[[ Recorded data open ]]

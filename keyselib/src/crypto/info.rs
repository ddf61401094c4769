//
// keysel - crypto::info
//
// Copyright 2017 Emmanouil Pitsidianakis <manos@pitsidianak.is>
//
// This file is part of keysel.
//
// keysel is free software: you can redistribute it and/or modify
// it under the terms of the GNU General Public License as published by
// the Free Software Foundation, either version 3 of the License, or
// (at your option) any later version.
//
// keysel is distributed in the hope that it will be useful,
// but WITHOUT ANY WARRANTY; without even the implied warranty of
// MERCHANTABILITY or FITNESS FOR A PARTICULAR PURPOSE.  See the
// GNU General Public License for more details.
//
// You should have received a copy of the GNU General Public License
// along with keysel. If not, see <http://www.gnu.org/licenses/>.
//
// SPDX-License-Identifier: EUPL-1.2 OR GPL-3.0-or-later

//! Verbose key reports and certificate chain walks.

use std::{borrow::Cow, io::Write, sync::OnceLock};

use super::{dn::format_user_id, Key, KeyFlags, KeyService, SubKey};
use crate::{
    error::Result,
    text::{DisplayCharset, TextProcessing},
    utils::datetime::{formats, timestamp_to_string, UnixTimestamp},
};

/// Number of issuers resolved before a chain walk gives up.
pub const MAX_CHAIN_DEPTH: usize = 100;

#[derive(Clone, Copy, Debug, Eq, PartialEq)]
pub enum KeyInfoLabel {
    Name,
    Aka,
    ValidFrom,
    ValidTo,
    KeyType,
    KeyUsage,
    Fingerprint,
    SerialNo,
    IssuedBy,
    Subkey,
}

impl KeyInfoLabel {
    pub const ALL: [Self; 10] = [
        Self::Name,
        Self::Aka,
        Self::ValidFrom,
        Self::ValidTo,
        Self::KeyType,
        Self::KeyUsage,
        Self::Fingerprint,
        Self::SerialNo,
        Self::IssuedBy,
        Self::Subkey,
    ];

    pub const fn text(self) -> &'static str {
        match self {
            Self::Name => "Name: ",
            Self::Aka => "aka: ",
            Self::ValidFrom => "Valid From: ",
            Self::ValidTo => "Valid To: ",
            Self::KeyType => "Key Type: ",
            Self::KeyUsage => "Key Usage: ",
            Self::Fingerprint => "Fingerprint: ",
            Self::SerialNo => "Serial-No: ",
            Self::IssuedBy => "Issued By: ",
            Self::Subkey => "Subkey: ",
        }
    }
}

/// Report labels, right-aligned to the display width of the widest one.
#[derive(Clone, Debug, Eq, PartialEq)]
pub struct KeyInfoPrompts {
    width: usize,
}

impl Default for KeyInfoPrompts {
    fn default() -> Self {
        Self::new()
    }
}

impl KeyInfoPrompts {
    pub fn new() -> Self {
        Self {
            width: KeyInfoLabel::ALL
                .iter()
                .map(|l| l.text().grapheme_width())
                .max()
                .unwrap_or(0),
        }
    }

    /// Process-wide instance.
    pub fn global() -> &'static Self {
        static PROMPTS: OnceLock<KeyInfoPrompts> = OnceLock::new();
        PROMPTS.get_or_init(Self::new)
    }

    pub const fn width(&self) -> usize {
        self.width
    }

    pub fn label(&self, label: KeyInfoLabel) -> String {
        let text = label.text();
        let pad = self.width.saturating_sub(text.grapheme_width());
        format!("{}{}", " ".repeat(pad), text)
    }
}

/// Group a fingerprint for display.
///
/// 40 digit OpenPGP fingerprints are shown in groups of four digits with a
/// wider gap in the middle; anything else in pairs separated by a space
/// (OpenPGP) or a colon (X.509).
pub fn format_fingerprint(fpr: &str, is_pgp: bool) -> String {
    if !fpr.is_ascii() {
        return fpr.to_string();
    }
    let mut ret = String::with_capacity(fpr.len() * 2);
    let mut s = fpr;
    if is_pgp && fpr.len() == 40 {
        let mut i = 0;
        while s.len() >= 5 {
            ret.push_str(&s[..4]);
            ret.push(' ');
            if i == 4 {
                ret.push(' ');
            }
            s = &s[4..];
            i += 1;
        }
    } else {
        let mut i = 0;
        while s.len() >= 3 {
            ret.push_str(&s[..2]);
            ret.push(if is_pgp { ' ' } else { ':' });
            if is_pgp && i == 7 {
                ret.push(' ');
            }
            s = &s[2..];
            i += 1;
        }
    }
    ret.push_str(s);
    ret
}

fn usage(flags: impl Fn(KeyFlags) -> bool) -> String {
    [
        (KeyFlags::CAN_ENCRYPT, "encryption"),
        (KeyFlags::CAN_SIGN, "signing"),
        (KeyFlags::CAN_CERTIFY, "certification"),
    ]
    .into_iter()
    .filter(|(f, _)| flags(*f))
    .map(|(_, s)| s)
    .collect::<Vec<&str>>()
    .join(", ")
}

struct Report<'w, W: Write> {
    writer: &'w mut W,
    prompts: &'w KeyInfoPrompts,
    charset: DisplayCharset,
}

impl<W: Write> Report<'_, W> {
    fn put(&mut self, text: &str) -> Result<()> {
        self.writer.write_all(&self.charset.encode(text))?;
        Ok(())
    }

    fn line(&mut self, label: KeyInfoLabel, value: &str) -> Result<()> {
        let label = self.prompts.label(label);
        self.put(&label)?;
        self.put(value)?;
        self.put("\n")
    }

    fn dates(&mut self, timestamp: UnixTimestamp, expires: UnixTimestamp) -> Result<()> {
        if timestamp > 0 {
            let date = timestamp_to_string(timestamp, Some(formats::LOCALE_DATETIME), false);
            self.line(KeyInfoLabel::ValidFrom, &date)?;
        }
        if expires > 0 {
            let date = timestamp_to_string(expires, Some(formats::LOCALE_DATETIME), false);
            self.line(KeyInfoLabel::ValidTo, &date)?;
        }
        Ok(())
    }

    fn subkey(&mut self, subkey: &SubKey) -> Result<()> {
        let mut header = format!("0x{}", subkey.short_keyid());
        for (flag, note) in [
            (KeyFlags::REVOKED, " [Revoked]"),
            (KeyFlags::INVALID, " [Invalid]"),
            (KeyFlags::EXPIRED, " [Expired]"),
            (KeyFlags::DISABLED, " [Disabled]"),
        ] {
            if subkey.flags.contains(flag) {
                header.push_str(note);
            }
        }
        self.put("\n")?;
        self.line(KeyInfoLabel::Subkey, &header)?;
        self.dates(subkey.timestamp, subkey.expires)?;
        self.line(
            KeyInfoLabel::KeyType,
            &format!("PGP, {} bit {}", subkey.length, subkey.algorithm),
        )?;
        self.line(
            KeyInfoLabel::KeyUsage,
            &usage(|f| subkey.flags.contains(f)),
        )
    }

    fn key(&mut self, key: &Key) -> Result<()> {
        let is_pgp = !key.is_x509();

        for (i, uid) in key.uids.iter().filter(|u| !u.revoked).enumerate() {
            let label = self.prompts.label(if i == 0 {
                KeyInfoLabel::Name
            } else {
                KeyInfoLabel::Aka
            });
            self.put(&label)?;
            if uid.invalid {
                self.put("[Invalid] ")?;
            }
            let text = if is_pgp {
                Cow::Borrowed(uid.uid.as_str())
            } else {
                format_user_id(&uid.uid)
            };
            self.put(&text)?;
            self.put("\n")?;
        }

        if let Some(principal) = key.principal() {
            self.dates(principal.timestamp, principal.expires)?;
        }

        self.line(
            KeyInfoLabel::KeyType,
            &format!(
                "{}, {} bit {}",
                if is_pgp { "PGP" } else { "X.509" },
                key.length(),
                key.algorithm()
            ),
        )?;
        self.line(KeyInfoLabel::KeyUsage, &usage(|f| key.has_capability(f)))?;

        if let Some(fpr) = key.fingerprint() {
            self.line(KeyInfoLabel::Fingerprint, &format_fingerprint(fpr, is_pgp))?;
        }
        if let Some(serial) = key.issuer_serial.as_deref() {
            self.line(KeyInfoLabel::SerialNo, &format!("0x{}", serial))?;
        }
        if let Some(issuer) = key.issuer_name.as_deref() {
            self.line(KeyInfoLabel::IssuedBy, &format_user_id(issuer))?;
        }

        if is_pgp {
            for subkey in &key.subkeys {
                self.subkey(subkey)?;
            }
        }
        Ok(())
    }
}

/// Write the report of a single key.
pub fn print_key_info<W: Write>(
    writer: &mut W,
    key: &Key,
    prompts: &KeyInfoPrompts,
    charset: DisplayCharset,
) -> Result<()> {
    Report {
        writer,
        prompts,
        charset,
    }
    .key(key)
}

/// Write the report of `key` followed by the reports of its issuers, as far
/// as `service` can resolve them.
///
/// The walk ends at a self-signed certificate, a key without issuer, a
/// failed lookup or after [`MAX_CHAIN_DEPTH`] issuers. Lookup failures are
/// written into the report; only write errors are returned.
pub fn print_certificate_chain<W: Write>(
    writer: &mut W,
    key: &Key,
    service: &dyn KeyService,
    prompts: &KeyInfoPrompts,
    charset: DisplayCharset,
) -> Result<()> {
    let mut report = Report {
        writer,
        prompts,
        charset,
    };
    report.key(key)?;

    let mut current: Cow<'_, Key> = Cow::Borrowed(key);
    let mut depth = 0;
    loop {
        let Some(chain_id) = current.chain_id.as_deref() else {
            break;
        };
        let Some(principal) = current.principal() else {
            break;
        };
        if principal
            .fpr
            .as_deref()
            .map(|fpr| fpr.eq_ignore_ascii_case(chain_id))
            .unwrap_or(false)
        {
            break;
        }
        report.put("\n")?;
        log::trace!("Looking up issuer {}", chain_id);
        let issuer = match service.resolve_issuer(chain_id, current.protocol) {
            Ok(issuer) => issuer,
            Err(err) => {
                log::debug!("Could not resolve issuer {}: {}", chain_id, err);
                report.put(&format!("Error finding issuer key: {}\n", err.summary))?;
                break;
            }
        };
        report.key(&issuer)?;
        depth += 1;
        if depth == MAX_CHAIN_DEPTH {
            report.put("\nError: certification chain too long - stopping here\n")?;
            break;
        }
        current = Cow::Owned(issuer);
    }
    report.writer.flush()?;
    Ok(())
}
//
// keysel - text::charset
//
// Copyright 2017 Emmanouil Pitsidianakis <manos@pitsidianak.is>
//
// This file is part of keysel.
//
// keysel is free software: you can redistribute it and/or modify
// it under the terms of the GNU General Public License as published by
// the Free Software Foundation, either version 3 of the License, or
// (at your option) any later version.
//
// keysel is distributed in the hope that it will be useful,
// but WITHOUT ANY WARRANTY; without even the implied warranty of
// MERCHANTABILITY or FITNESS FOR A PARTICULAR PURPOSE.  See the
// GNU General Public License for more details.
//
// You should have received a copy of the GNU General Public License
// along with keysel. If not, see <http://www.gnu.org/licenses/>.
//
// SPDX-License-Identifier: EUPL-1.2 OR GPL-3.0-or-later

//! Conversion of UTF-8 text into the charset of the user's terminal.

use std::borrow::Cow;

use encoding_rs::Encoding;

use crate::error::{Error, ErrorKind, Result};

/// The charset key reports and menu lines are written in.
///
/// Characters that cannot be represented are replaced with numeric character
/// references, as `encoding_rs` does for all legacy encoders.
#[derive(Clone, Copy, Debug, Eq, PartialEq)]
pub struct DisplayCharset {
    encoding: &'static Encoding,
}

impl Default for DisplayCharset {
    fn default() -> Self {
        Self {
            encoding: encoding_rs::UTF_8,
        }
    }
}

impl DisplayCharset {
    pub const fn utf8() -> Self {
        Self {
            encoding: encoding_rs::UTF_8,
        }
    }

    pub fn name(&self) -> &'static str {
        self.encoding.name()
    }

    pub fn is_utf8(&self) -> bool {
        self.encoding == encoding_rs::UTF_8
    }

    /// Convert `text` from UTF-8 into this charset.
    pub fn encode<'a>(&self, text: &'a str) -> Cow<'a, [u8]> {
        if self.is_utf8() {
            return Cow::Borrowed(text.as_bytes());
        }
        let (bytes, _, _) = self.encoding.encode(text);
        bytes
    }
}

impl std::str::FromStr for DisplayCharset {
    type Err = Error;

    fn from_str(s: &str) -> Result<Self> {
        let label = s.trim();
        let encoding = Encoding::for_label(label.as_bytes()).ok_or_else(|| {
            Error::new(format!("Unknown charset `{}`", label)).set_kind(ErrorKind::ValueError)
        })?;
        // UTF-16 labels decode only; the encoder falls back to UTF-8.
        Ok(Self {
            encoding: encoding.output_encoding(),
        })
    }
}

impl std::fmt::Display for DisplayCharset {
    fn fmt(&self, fmt: &mut std::fmt::Formatter) -> std::fmt::Result {
        write!(fmt, "{}", self.name())
    }
}

impl<'de> serde::Deserialize<'de> for DisplayCharset {
    fn deserialize<D>(deserializer: D) -> std::result::Result<Self, D::Error>
    where
        D: serde::Deserializer<'de>,
    {
        let s = <String>::deserialize(deserializer)?;
        s.parse::<Self>().map_err(serde::de::Error::custom)
    }
}

impl serde::Serialize for DisplayCharset {
    fn serialize<S>(&self, serializer: S) -> std::result::Result<S::Ok, S::Error>
    where
        S: serde::Serializer,
    {
        serializer.serialize_str(self.name())
    }
}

[[ Recorded data closed ]]

> What the task requires: Starting with the line that contains "let s = <String>::deserialize(deserializer)?;", copy each line through the end of the data exactly, and leave out all earlier lines.

> Task response:
        let s = <String>::deserialize(deserializer)?;
        s.parse::<Self>().map_err(serde::de::Error::custom)
    }
}

impl serde::Serialize for DisplayCharset {
    fn serialize<S>(&self, serializer: S) -> std::result::Result<S::Ok, S::Error>
    where
        S: serde::Serializer,
    {
        serializer.serialize_str(self.name())
    }
}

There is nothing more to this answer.